In the fourth quarter of 2017, two major financial firms dropped out of an industry-wide Protocol for Broker Recruiting (the “Protocol”), an agreement designed to reduce litigation surrounding the movement of stockbrokers between competing firms. While those departures do not necessarily seal the fate of the Protocol, they do portend an increase in litigation to enforce customer non-solicitation covenants against departing brokers.

Origins Of The Protocol

In 2004, UBS, Merrill Lynch (“Merrill”) and Smith Barney, three of the largest investment firms in the financial industry, created the Protocol, which enables brokers to maintain their client base while moving from one firm to another, provided certain procedures are followed, without risking restrictive covenant litigation. At the time, the dominant business strategy of financial firms was to recruit outside brokers with large books of business, rather than to invest in the development of their existing brokers. Further, while firms could prevent recently departed brokers from actively soliciting former clients, they could not prohibit those brokers from accepting the business of former clients who followed the brokers on their own initiative. Consequently, it was in the firms’ mutual interest to facilitate the movement of brokers and their clients in a manner that did not threaten the firms’ trade secrets or compromise client privacy rights.
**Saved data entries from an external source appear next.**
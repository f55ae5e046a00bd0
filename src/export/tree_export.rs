use std::fmt::Write as _;

use crate::core::errors::{OcrError, OcrResult};
use crate::core::model::{Level, PageLayout};
use crate::cursor::ResultCursor;
use crate::export::{ChoiceFormatter, ExportFormat, Exporter};

/// Tagged listing of the whole result tree, produced by a full cursor walk.
///
/// Every node opens with `<level confidence="NN.NN %" bounds="x1, y1, x2, y2">`
/// and closes with `</level>`, one tag per line. A symbol's content is its
/// text, or whatever the configured [`ChoiceFormatter`] writes.
#[derive(Default)]
pub struct TreeExporter {
    formatter: Option<Box<dyn ChoiceFormatter>>,
}

impl TreeExporter {
    pub fn new() -> Self {
        Self::default()
    }

    pub fn with_formatter(mut self, formatter: Box<dyn ChoiceFormatter>) -> Self {
        self.formatter = Some(formatter);
        self
    }
}

impl std::fmt::Debug for TreeExporter {
    fn fmt(&self, f: &mut std::fmt::Formatter<'_>) -> std::fmt::Result {
        f.debug_struct("TreeExporter")
            .field("formatter", &self.formatter.is_some())
            .finish()
    }
}

impl Exporter for TreeExporter {
    fn format(&self) -> ExportFormat {
        ExportFormat::Tree
    }

    fn render(&self, layout: &PageLayout) -> OcrResult<String> {
        let mut out = String::new();
        let mut cursor = ResultCursor::new(layout);
        cursor.walk(|c| {
            let depth = c.depth()?;
            for level in Level::ALL.into_iter().filter(|l| *l <= depth) {
                if !c.is_at_beginning_of(level)? {
                    continue;
                }
                let node = c
                    .node(level)?
                    .ok_or(OcrError::InvalidState("cursor lost its node"))?;
                let bbox = node.bbox();
                writeln!(
                    out,
                    "<{} confidence=\"{:.2} %\" bounds=\"{}, {}, {}, {}\">",
                    level.tag(),
                    node.confidence(),
                    bbox.x1,
                    bbox.y1,
                    bbox.x2,
                    bbox.y2
                )?;
            }

            if let Some(symbol) = c.symbol()? {
                match (&self.formatter, c.choices()?) {
                    (Some(formatter), Some(choices)) => formatter.write_symbol(&mut out, symbol, choices)?,
                    _ => out.push_str(&html_escape::encode_text(&symbol.text)),
                }
                out.push('\n');
            }

            for level in Level::ALL.into_iter().filter(|l| *l <= depth).rev() {
                if c.is_at_end_of(level)? {
                    writeln!(out, "</{}>", level.tag())?;
                }
            }
            Ok(())
        })?;
        Ok(out)
    }
}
Pursuant to the Protocol, a broker whose new and old firms are both signatories is generally permitted to take certain limited client information to the new firm, including the name, address, phone number, email address, and account title for every client that he or she personally serviced at the former firm. Before taking such information, the broker must provide a written resignation letter to the firm from which the broker is departing, together with a list of the clients the broker intends to retain. By abiding with those conditions, and not otherwise violating other legal obligations, such as statutes prohibiting the theft of trade secrets, brokers are insulated from being sued for violation of non-solicitation and/or non-disclosure agreements related to those clients.

Rome Is Burning

In the initial years following its formation, the Protocol worked as planned for the major financial firms. Although they theoretically suffered from losing brokers and clients without the possibility of judicial recourse, they successfully countered those losses by recruiting new brokers in equal or greater numbers.
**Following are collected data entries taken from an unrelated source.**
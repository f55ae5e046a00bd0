use crate::core::errors::OcrResult;
use crate::core::model::PageLayout;
use crate::export::{ExportFormat, Exporter};

/// Plain UTF-8 page text.
#[derive(Debug, Clone, Default)]
pub struct TextExporter;

impl TextExporter {
    pub fn new() -> Self {
        Self
    }
}

impl Exporter for TextExporter {
    fn format(&self) -> ExportFormat {
        ExportFormat::Text
    }

    fn render(&self, layout: &PageLayout) -> OcrResult<String> {
        Ok(layout.text())
    }
}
Eventually, the net gain for the big firms devolved into a net loss as the Protocol was increasingly adopted by small and mid-sized firms whose recruiting goals greatly exceeded their rates of attrition. Those losses were compounded further as newer signatories adopted strategies to reap the benefits of the Protocol arrangement while avoiding its drawbacks. For instance, smaller firms would employ targeted strikes, whereby they would join the Protocol, hire a recruit from a competing Protocol firm, and then quickly exit the Protocol before any of their existing brokers could be lured away. In other cases, non-signatory investment firms would hire brokers through signatory brokerage firms (with the investment and brokerage firms considered as joint employers to the brokers), in order to similarly benefit from the Protocol’s recruiting rights without risking equivalent losses to competing Protocol firms.

On October 30, 2017, Morgan Stanley announced that it would be leaving the Protocol and returning to the original system favoring strict enforcement of one-year customer non-solicitation covenants. Approximately one month later, UBS followed suit, withdrawing from the Protocol, effective December 1, 2017. In explaining their withdrawals, the firms decried the allegedly underhanded tactics of smaller firms, and cited their intention to focus more on retaining and developing their existing workforces, and less on poaching competitors’ workers.
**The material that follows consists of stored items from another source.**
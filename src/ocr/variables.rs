use std::collections::BTreeMap;
use std::fmt;
use std::mem::discriminant;

use serde::{Deserialize, Serialize};
use tracing::{debug, warn};

/// Typed value of a named engine variable.
#[derive(Debug, Clone, PartialEq, Serialize, Deserialize)]
#[serde(untagged)]
pub enum VariableValue {
    Bool(bool),
    Int(i32),
    Double(f64),
    String(String),
}

impl VariableValue {
    pub fn as_bool(&self) -> Option<bool> {
        match self {
            VariableValue::Bool(v) => Some(*v),
            _ => None,
        }
    }

    pub fn as_int(&self) -> Option<i32> {
        match self {
            VariableValue::Int(v) => Some(*v),
            _ => None,
        }
    }

    pub fn as_double(&self) -> Option<f64> {
        match self {
            VariableValue::Double(v) => Some(*v),
            _ => None,
        }
    }

    pub fn as_str(&self) -> Option<&str> {
        match self {
            VariableValue::String(v) => Some(v),
            _ => None,
        }
    }

    pub fn same_type(&self, other: &VariableValue) -> bool {
        discriminant(self) == discriminant(other)
    }

    /// Value as the engine's command line expects it (`-c name=value`).
    pub fn to_engine_arg(&self) -> String {
        match self {
            VariableValue::Bool(true) => "1".to_string(),
            VariableValue::Bool(false) => "0".to_string(),
            other => other.to_string(),
        }
    }

    /// Parses `raw` as the type of `template`, or infers a type when there
    /// is no template: bool, then integer, then double, then string.
    pub fn parse(raw: &str, template: Option<&VariableValue>) -> Option<VariableValue> {
        match template {
            Some(VariableValue::Bool(_)) => parse_bool(raw).map(VariableValue::Bool),
            Some(VariableValue::Int(_)) => raw.parse().ok().map(VariableValue::Int),
            Some(VariableValue::Double(_)) => raw.parse().ok().map(VariableValue::Double),
            Some(VariableValue::String(_)) => Some(VariableValue::String(raw.to_string())),
            None => Some(
                parse_bool(raw)
                    .map(VariableValue::Bool)
                    .or_else(|| raw.parse().ok().map(VariableValue::Int))
                    .or_else(|| raw.parse().ok().map(VariableValue::Double))
                    .unwrap_or_else(|| VariableValue::String(raw.to_string())),
            ),
        }
    }
}

fn parse_bool(raw: &str) -> Option<bool> {
    match raw {
        "true" | "True" | "T" | "t" => Some(true),
        "false" | "False" | "F" | "f" => Some(false),
        _ => None,
    }
}

impl fmt::Display for VariableValue {
    fn fmt(&self, f: &mut fmt::Formatter<'_>) -> fmt::Result {
        match self {
            VariableValue::Bool(v) => write!(f, "{v}"),
            VariableValue::Int(v) => write!(f, "{v}"),
            VariableValue::Double(v) => write!(f, "{v}"),
            VariableValue::String(v) => f.write_str(v),
        }
    }
}

impl From<bool> for VariableValue {
    fn from(value: bool) -> Self {
        VariableValue::Bool(value)
    }
}

impl From<i32> for VariableValue {
    fn from(value: i32) -> Self {
        VariableValue::Int(value)
    }
}

impl From<f64> for VariableValue {
    fn from(value: f64) -> Self {
        VariableValue::Double(value)
    }
}

impl From<&str> for VariableValue {
    fn from(value: &str) -> Self {
        VariableValue::String(value.to_string())
    }
}

impl From<String> for VariableValue {
    fn from(value: String) -> Self {
        VariableValue::String(value)
    }
}

/// Named-variable store owned by a recognition backend.
pub trait VariableStore {
    /// `None` means the variable does not exist.
    fn get(&self, name: &str) -> Option<VariableValue>;

    /// Returns `false` when the store rejects the value.
    fn set(&mut self, name: &str, value: VariableValue) -> bool;

    /// Every variable, sorted by name.
    fn entries(&self) -> Vec<(String, VariableValue)>;
}

/// In-process store. A variable keeps the type of its first value; later
/// values of another type are rejected.
#[derive(Debug, Clone, Default)]
pub struct MemoryVariables {
    values: BTreeMap<String, VariableValue>,
}

impl MemoryVariables {
    pub fn new() -> Self {
        Self::default()
    }

    pub fn with_defaults<I, K>(defaults: I) -> Self
    where
        I: IntoIterator<Item = (K, VariableValue)>,
        K: Into<String>,
    {
        Self {
            values: defaults.into_iter().map(|(k, v)| (k.into(), v)).collect(),
        }
    }

    pub fn len(&self) -> usize {
        self.values.len()
    }

    pub fn is_empty(&self) -> bool {
        self.values.is_empty()
    }
}

impl VariableStore for MemoryVariables {
    fn get(&self, name: &str) -> Option<VariableValue> {
        self.values.get(name).cloned()
    }

    fn set(&mut self, name: &str, value: VariableValue) -> bool {
        if let Some(existing) = self.values.get(name) {
            if !existing.same_type(&value) {
                warn!(name, ?value, ?existing, "rejecting variable of a different type");
                return false;
            }
        }
        debug!(name, %value, "set variable");
        self.values.insert(name.to_string(), value);
        true
    }

    fn entries(&self) -> Vec<(String, VariableValue)> {
        self.values
            .iter()
            .map(|(k, v)| (k.clone(), v.clone()))
            .collect()
    }
}

/// Parses Tesseract-style config text: one `name value` pair per line,
/// `#` starts a comment line, the value is the rest of the line.
pub fn parse_config_text(text: &str) -> Vec<(String, String)> {
    text.lines()
        .map(str::trim)
        .filter(|line| !line.is_empty() && !line.starts_with('#'))
        .map(|line| match line.split_once(char::is_whitespace) {
            Some((name, value)) => (name.to_string(), value.trim().to_string()),
            None => (line.to_string(), String::new()),
        })
        .collect()
}

/// Applies config text to `store`, typing each value after the variable it
/// replaces. Returns how many variables were set.
pub fn apply_config_text<S: VariableStore + ?Sized>(store: &mut S, text: &str) -> usize {
    let mut applied = 0;
    for (name, raw) in parse_config_text(text) {
        let existing = store.get(&name);
        let accepted = match VariableValue::parse(&raw, existing.as_ref()) {
            Some(value) => store.set(&name, value),
            None => false,
        };
        if accepted {
            applied += 1;
        } else {
            warn!(name = %name, raw = %raw, "ignoring config entry");
        }
    }
    applied
}

#[cfg(test)]
mod tests {
    use super::*;
    use pretty_assertions::assert_eq;

    #[test]
    fn keeps_types_stable() {
        let mut vars = MemoryVariables::new();
        assert!(vars.set("edges_boxarea", 0.875.into()));
        assert!(!vars.set("edges_boxarea", 3.into()));
        assert!(vars.set("edges_boxarea", (-0.9).into()));
        assert_eq!(vars.get("edges_boxarea"), Some(VariableValue::Double(-0.9)));
        assert_eq!(vars.get("missing"), None);
    }

    #[test]
    fn stores_unicode_strings() {
        let mut vars = MemoryVariables::new();
        assert!(vars.set("tessedit_char_whitelist", "chinese 漢字".into()));
        assert!(vars.set("tessedit_char_whitelist", "".into()));
        assert_eq!(
            vars.get("tessedit_char_whitelist").and_then(|v| v.as_str().map(str::to_owned)),
            Some(String::new())
        );
    }

    #[test]
    fn parses_config_lines() {
        let parsed = parse_config_text("# comment\nuser_words_suffix user-words\n\nload_system_dawg F\nempty_value\n");
        assert_eq!(
            parsed,
            vec![
                ("user_words_suffix".to_string(), "user-words".to_string()),
                ("load_system_dawg".to_string(), "F".to_string()),
                ("empty_value".to_string(), String::new()),
            ]
        );
    }

    #[test]
    fn config_values_follow_existing_types() {
        let mut vars = MemoryVariables::with_defaults([("classify_bln_numeric_mode", VariableValue::Int(0))]);
        let applied = apply_config_text(&mut vars, "classify_bln_numeric_mode 1\nload_system_dawg false\nratio 0.5\n");
        assert_eq!(applied, 3);
        assert_eq!(vars.get("classify_bln_numeric_mode"), Some(VariableValue::Int(1)));
        assert_eq!(vars.get("load_system_dawg"), Some(VariableValue::Bool(false)));
        assert_eq!(vars.get("ratio"), Some(VariableValue::Double(0.5)));
    }

    #[test]
    fn rejects_unparseable_typed_values() {
        let mut vars = MemoryVariables::with_defaults([("edges_children_count_limit", VariableValue::Int(45))]);
        assert_eq!(apply_config_text(&mut vars, "edges_children_count_limit many"), 0);
        assert_eq!(vars.get("edges_children_count_limit"), Some(VariableValue::Int(45)));
    }

    #[test]
    fn engine_args_use_numeric_booleans() {
        assert_eq!(VariableValue::Bool(true).to_engine_arg(), "1");
        assert_eq!(VariableValue::Double(0.9).to_engine_arg(), "0.9");
    }
}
In the wake of UBS’ departure, industry observers speculated that Merrill would be the next shoe to drop, given that Merrill was experiencing a net negative recruitment ratio comparable to Morgan Stanley and UBS. However, on December 4, 2017, Merrill confounded those expectations by announcing its intent to remain a part of the Protocol.

What Now?

With Morgan Stanley and UBS exiting the Protocol, the remaining signatories are left with a smaller pool of brokers whom they can recruit without fear of litigation. On the other hand, if other signatories follow Merrill’s lead and remain in the Protocol, it is possible that the more than decade old arrangement will survive.

Regardless of whether the Protocol survives or falls, certain consequences of the above-referenced departures are clear. First, it will be much more difficult for Morgan Stanley and UBS brokers to join competing firms, given that their books of business are suddenly less portable than those of brokers employed by signatory firms. Second, there will likely be a significant increase in restrictive covenant litigation, both when Morgan Stanley and UBS lose brokers to, and recruit brokers away from signatory firms.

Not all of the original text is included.